“You really listen to me”: Life as a doctor with a hearing lossBMJ 2004; 329 doi: https://doi.org/10.1136/bmj.329.7468.s128 (Published 25 September 2004) Cite this as: BMJ 2004;329:s128
Clare Redstone recently developed a hearing impairment and found that the single most helpful step was getting in touch with other health professionals with hearing loss. Here she shares her experiences and gives some tips for both hearing and hearing impaired colleagues
I've had tinnitus since my student years. My initial audiogram showed such a slight hearing loss that it didn't seem to be an issue. I don't remember receiving any advice that I should have it repeated occasionally. But about three years ago I realised I was saying “Pardon?” far too often. Friends would burst into laughter while I sat with a vague smile on my face, not having heard the joke. I joined the ranks of fuddy-duddies complaining of too much background music on television. A word with our practice nurse, one audiogram later, and I realised that my high frequencies were shot to bits. That was frightening. Was I safe to practise? And what about the future?

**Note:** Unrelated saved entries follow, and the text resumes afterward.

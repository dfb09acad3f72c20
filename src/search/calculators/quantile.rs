//! Quantile-transformation calculator: baseline-gated per-column search

use crate::dataset;
use crate::error::Result;
use crate::search::calculators::ParamCalculator;
use crate::search::{evaluate_model, SearchContext};
use crate::transforms::{
    QuantileOutput, QuantileParams, QuantileTransformation, Transform, TransformSpec,
};
use ndarray::Array1;
use polars::prelude::*;
use std::collections::BTreeMap;

#[derive(Debug, Clone, Copy, Default)]
pub struct QuantileTransformationParamCalculator;

impl QuantileTransformationParamCalculator {
    const OPTIONS: [QuantileOutput; 2] = [QuantileOutput::Uniform, QuantileOutput::Normal];
}

impl ParamCalculator for QuantileTransformationParamCalculator {
    fn calculate_best_params(
        &self,
        x: &DataFrame,
        y: &Array1<f64>,
        ctx: &SearchContext,
    ) -> Result<Option<TransformSpec>> {
        let columns = dataset::numerical_columns(x);
        let total = columns.len();
        let mut transformation_options = BTreeMap::new();

        ctx.logger
            .task_start("Starting quantile transformation parameter search");
        let base_score = evaluate_model(x, y, ctx, None)?;
        ctx.logger.baseline(&format!(
            "Base score: {}",
            base_score.map_or("n/a".to_string(), |s| format!("{s:.4}"))
        ));

        for (i, column) in columns.iter().enumerate() {
            ctx.logger.task_update(&format!(
                "[{}/{total}] Evaluating column: '{column}'",
                i + 1
            ));

            let mut best_score = base_score;
            let mut best: Option<QuantileOutput> = None;

            for output in Self::OPTIONS {
                let candidate =
                    Transform::QuantileTransformation(QuantileTransformation::new(QuantileParams {
                        transformation_options: BTreeMap::from([(column.clone(), output)]),
                    }));
                let score = evaluate_model(x, y, ctx, Some(&candidate))?;
                ctx.logger.progress(&format!(
                    "   Tried '{output:?}' -> Score: {}",
                    score.map_or("n/a".to_string(), |s| format!("{s:.4}"))
                ));

                if ctx.direction.improved_opt(score, best_score) {
                    best_score = score;
                    best = Some(output);
                }
            }

            if let Some(output) = best {
                ctx.logger.task_result(&format!(
                    "Selected transformation for '{column}': {output:?}"
                ));
                transformation_options.insert(column.clone(), output);
            }
        }

        if transformation_options.is_empty() {
            ctx.logger
                .warn("No quantile transformation was applied to any column");
            return Ok(None);
        }

        ctx.logger.task_result(&format!(
            "Quantile transformation applied to {} column(s)",
            transformation_options.len()
        ));
        let transform = Transform::QuantileTransformation(QuantileTransformation::new(
            QuantileParams {
                transformation_options,
            },
        ));
        Ok(Some(transform.spec()?))
    }
}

Experts were on hand to fit hearing aids, but none knew how to use a stethoscope with them. I spent many anxious hours trawling the web and discovered it can be done. But it was only on meeting a couple of other deaf doctors recently that I realised we don't need to stress about auscultation—they pointed out it's only a small part of our job. I wish I'd met them three years ago. So, the most helpful tip I can give is to make contact with other “deaf doctors.”

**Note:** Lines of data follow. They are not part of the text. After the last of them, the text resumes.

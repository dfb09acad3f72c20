//! Cross-validated scoring of candidate transformers

use crate::dataset;
use crate::error::Result;
use crate::search::{CrossValidator, CvSplit, SearchContext};
use crate::transforms::Transform;
use ndarray::Array1;
use polars::prelude::*;
use rayon::prelude::*;

/// Score a dataset (optionally through a candidate transformer) with the
/// context's model, metric, and CV strategy.
///
/// Per fold: clone the unfitted transformer, fit it on the training rows,
/// transform both sides, keep the numeric columns with nulls filled as 0
/// (non-numeric columns are dropped at this boundary), fit a fresh model
/// clone, and score the test predictions. Returns the mean of fold
/// scores; `Ok(None)` when every fold was degenerate. A missing score is
/// never coerced to zero.
pub fn evaluate_model(
    x: &DataFrame,
    y: &Array1<f64>,
    ctx: &SearchContext,
    transformer: Option<&Transform>,
) -> Result<Option<f64>> {
    let splits = CrossValidator::new(ctx.cv).split(x.height(), ctx.groups)?;

    // Fold-level parallelism only; results are identical either way.
    let fold_scores: Vec<Option<f64>> = splits
        .par_iter()
        .map(|split| evaluate_fold(x, y, ctx, transformer, split))
        .collect::<Result<Vec<Option<f64>>>>()?;

    let scores: Vec<f64> = fold_scores.into_iter().flatten().collect();
    if scores.is_empty() {
        return Ok(None);
    }
    Ok(Some(scores.iter().sum::<f64>() / scores.len() as f64))
}

fn evaluate_fold(
    x: &DataFrame,
    y: &Array1<f64>,
    ctx: &SearchContext,
    transformer: Option<&Transform>,
    split: &CvSplit,
) -> Result<Option<f64>> {
    if split.train_indices.is_empty() || split.test_indices.is_empty() {
        return Ok(None);
    }

    let mut train_df = dataset::take_rows(x, &split.train_indices)?;
    let mut test_df = dataset::take_rows(x, &split.test_indices)?;
    let y_train = dataset::take_target(y, &split.train_indices);
    let y_test = dataset::take_target(y, &split.test_indices);

    if let Some(template) = transformer {
        let mut fitted = template.clone();
        fitted.fit(&train_df, Some(&y_train))?;
        train_df = fitted.transform(&train_df)?;
        test_df = fitted.transform(&test_df)?;
    }

    // Numeric-only boundary: anything still categorical or datetime here
    // is dropped, so earlier stages must have encoded what matters.
    let feature_cols = dataset::numerical_columns(&train_df);
    if feature_cols.is_empty() {
        return Ok(None);
    }

    let x_train = dataset::columns_to_array2(&train_df, &feature_cols)?;
    let x_test = dataset::columns_to_array2(&test_df, &feature_cols)?;
    if x_train.nrows() == 0 || x_test.nrows() == 0 {
        return Ok(None);
    }

    let mut model = ctx.model.clone_unfitted();
    model.fit(&x_train, &y_train)?;
    let predictions = model.predict(&x_test)?;

    Ok(ctx.scoring.compute(&y_test, &predictions))
}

Talking of “deaf doctors,” although the phrase neatly rolls off the tongue, I'll refer to “HPHLs” from now on—“health professionals with hearing loss”—to encompass all health professions and a wide variety of hearing impairment.
Like a rainbow
We HPHLs are a heterogeneous bunch, and our disabilities may not affect us all in the same ways. Think of a rainbow: I've lost my violets and blues, the high frequencies but my reds, the low frequencies, are intact. A colleague has lost her low frequencies. Heart and lung sounds fall in the low frequencies, so she uses an amplified stethoscope and I don't. On the other hand, she can hear perfectly with hearing aids, and I'm in the more usual situation of having to employ additional hearing strategies, especially in noisy environments. Like a rainbow, I fade when the sun goes down. I make use of lip reading, and watching expression and body language. So I may not hear as well in poor light or if I'm tired.
Box 1: Tips
Tips for HPHLs
Find other HPHLs—and anyone else with hearing loss
Don't get stressed out about stethoscopes: auscultation is only a small part of our work and likely to be perfectly possible
Remember some easy communication strategies (box 2)

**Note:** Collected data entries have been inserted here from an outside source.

//! Numerical binning

use crate::dataset;
use crate::error::{FeatForgeError, Result};
use crate::transforms::{f64_series, with_series, Lineage};
use ndarray::Array1;
use polars::prelude::*;
use serde::{Deserialize, Serialize};
use std::collections::{BTreeMap, BTreeSet};

#[derive(Debug, Clone, Copy, PartialEq, Eq, Serialize, Deserialize)]
#[serde(rename_all = "snake_case")]
pub enum BinningStrategy {
    /// Equal-width bins over the training value range.
    Uniform,
    /// Equal-frequency bins from training quantiles.
    Quantile,
}

impl BinningStrategy {
    fn tag(&self) -> &'static str {
        match self {
            BinningStrategy::Uniform => "uniform",
            BinningStrategy::Quantile => "quantile",
        }
    }
}

#[derive(Debug, Clone, Serialize, Deserialize)]
pub struct BinningParams {
    pub transformation_options: BTreeMap<String, (BinningStrategy, usize)>,
}

/// Adds an ordinal-encoded binned copy of each configured column as
/// `{column}__{strategy}_{n_bins}`, keeping the original. Nulls are
/// treated as 0 before binning, matching the downstream constant-fill.
#[derive(Debug, Clone)]
pub struct NumericalBinning {
    transformation_options: BTreeMap<String, (BinningStrategy, usize)>,
    edges: BTreeMap<String, Vec<f64>>,
}

impl NumericalBinning {
    pub fn new(params: BinningParams) -> Self {
        Self {
            transformation_options: params.transformation_options,
            edges: BTreeMap::new(),
        }
    }

    pub fn params(&self) -> BinningParams {
        BinningParams {
            transformation_options: self.transformation_options.clone(),
        }
    }

    fn output_name(column: &str, strategy: BinningStrategy, n_bins: usize) -> String {
        format!("{column}__{}_{n_bins}", strategy.tag())
    }

    pub fn fit(&mut self, x: &DataFrame, _y: Option<&Array1<f64>>) -> Result<()> {
        self.edges.clear();

        for (column, (strategy, n_bins)) in &self.transformation_options {
            if *n_bins < 2 {
                return Err(FeatForgeError::ConfigError(format!(
                    "binning '{column}' needs at least 2 bins"
                )));
            }

            let mut values: Vec<f64> = dataset::column_f64(x, column)?
                .into_iter()
                .map(|v| v.unwrap_or(0.0))
                .collect();
            if values.is_empty() {
                return Err(FeatForgeError::DataError(format!(
                    "column '{column}' is empty"
                )));
            }
            values.sort_by(|a, b| a.partial_cmp(b).unwrap_or(std::cmp::Ordering::Equal));

            // Interior edges only; the outer bins are open-ended.
            let edges: Vec<f64> = match strategy {
                BinningStrategy::Uniform => {
                    let min = values[0];
                    let max = values[values.len() - 1];
                    let width = (max - min) / *n_bins as f64;
                    (1..*n_bins).map(|i| min + width * i as f64).collect()
                }
                BinningStrategy::Quantile => (1..*n_bins)
                    .map(|i| {
                        let pos =
                            i as f64 / *n_bins as f64 * (values.len() - 1) as f64;
                        values[pos.round() as usize]
                    })
                    .collect(),
            };

            self.edges.insert(column.clone(), edges);
        }

        Ok(())
    }

    pub fn transform(&self, x: &DataFrame) -> Result<DataFrame> {
        let mut result = x.clone();

        for (column, (strategy, n_bins)) in &self.transformation_options {
            let edges = self.edges.get(column).ok_or(FeatForgeError::NotFitted)?;
            let binned: Vec<Option<f64>> = dataset::column_f64(&result, column)?
                .into_iter()
                .map(|v| {
                    let v = v.unwrap_or(0.0);
                    Some(edges.partition_point(|&e| e <= v) as f64)
                })
                .collect();

            let name = Self::output_name(column, *strategy, *n_bins);
            result = with_series(&result, f64_series(&name, binned))?;
        }

        Ok(result)
    }

    pub fn lineage(&self) -> Lineage {
        self.transformation_options
            .iter()
            .map(|(column, (strategy, n_bins))| {
                (
                    Self::output_name(column, *strategy, *n_bins),
                    BTreeSet::from([column.clone()]),
                )
            })
            .collect()
    }
}

#[cfg(test)]
mod tests {
    use super::*;

    #[test]
    fn test_uniform_binning_splits_range() {
        let df = DataFrame::new(vec![
            Series::new("a".into(), (0..30).map(|i| i as f64).collect::<Vec<_>>()).into(),
        ])
        .unwrap();

        let mut binning = NumericalBinning::new(BinningParams {
            transformation_options: BTreeMap::from([(
                "a".to_string(),
                (BinningStrategy::Uniform, 3usize),
            )]),
        });
        binning.fit(&df, None).unwrap();
        let out = binning.transform(&df).unwrap();

        let ca = out
            .column("a__uniform_3")
            .unwrap()
            .as_materialized_series()
            .f64()
            .unwrap()
            .clone();
        assert_eq!(ca.get(0), Some(0.0));
        assert_eq!(ca.get(15), Some(1.0));
        assert_eq!(ca.get(29), Some(2.0));

        // Original column is preserved
        assert!(out.column("a").is_ok());
    }

    #[test]
    fn test_quantile_binning_balances_counts() {
        let values: Vec<f64> = (0..100).map(|i| (i as f64).powi(3)).collect();
        let df = DataFrame::new(vec![Series::new("a".into(), values).into()]).unwrap();

        let mut binning = NumericalBinning::new(BinningParams {
            transformation_options: BTreeMap::from([(
                "a".to_string(),
                (BinningStrategy::Quantile, 4usize),
            )]),
        });
        binning.fit(&df, None).unwrap();
        let out = binning.transform(&df).unwrap();

        let ca = out
            .column("a__quantile_4")
            .unwrap()
            .as_materialized_series()
            .f64()
            .unwrap()
            .clone();
        let mut counts = [0usize; 4];
        for v in ca.into_iter().flatten() {
            counts[v as usize] += 1;
        }
        for count in counts {
            assert!(count >= 20, "bins should be roughly balanced: {counts:?}");
        }
    }

    #[test]
    fn test_lineage_names_output() {
        let binning = NumericalBinning::new(BinningParams {
            transformation_options: BTreeMap::from([(
                "a".to_string(),
                (BinningStrategy::Uniform, 8usize),
            )]),
        });
        let lineage = binning.lineage();
        assert!(lineage["a__uniform_8"].contains("a"));
    }
}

Be open about your hearing loss
Enlist support—others with hearing loss, other HPHLs, hearing therapist, audiologist, occupational health, colleagues
Tips for friends and colleagues
With today's technology, more of us can practice safely than ever before. Please encourage and support us, particularly in the early stages when it's new for us too.
Remember some easy communication strategies (box 2)
Hearing loss can be like working in a foreign language. If I miss a word, I can often work it out from context. It takes a lot of concentration. It's not selective hearing: I truly did not hear you ask me to cover for you yesterday. I thought you were saying good night.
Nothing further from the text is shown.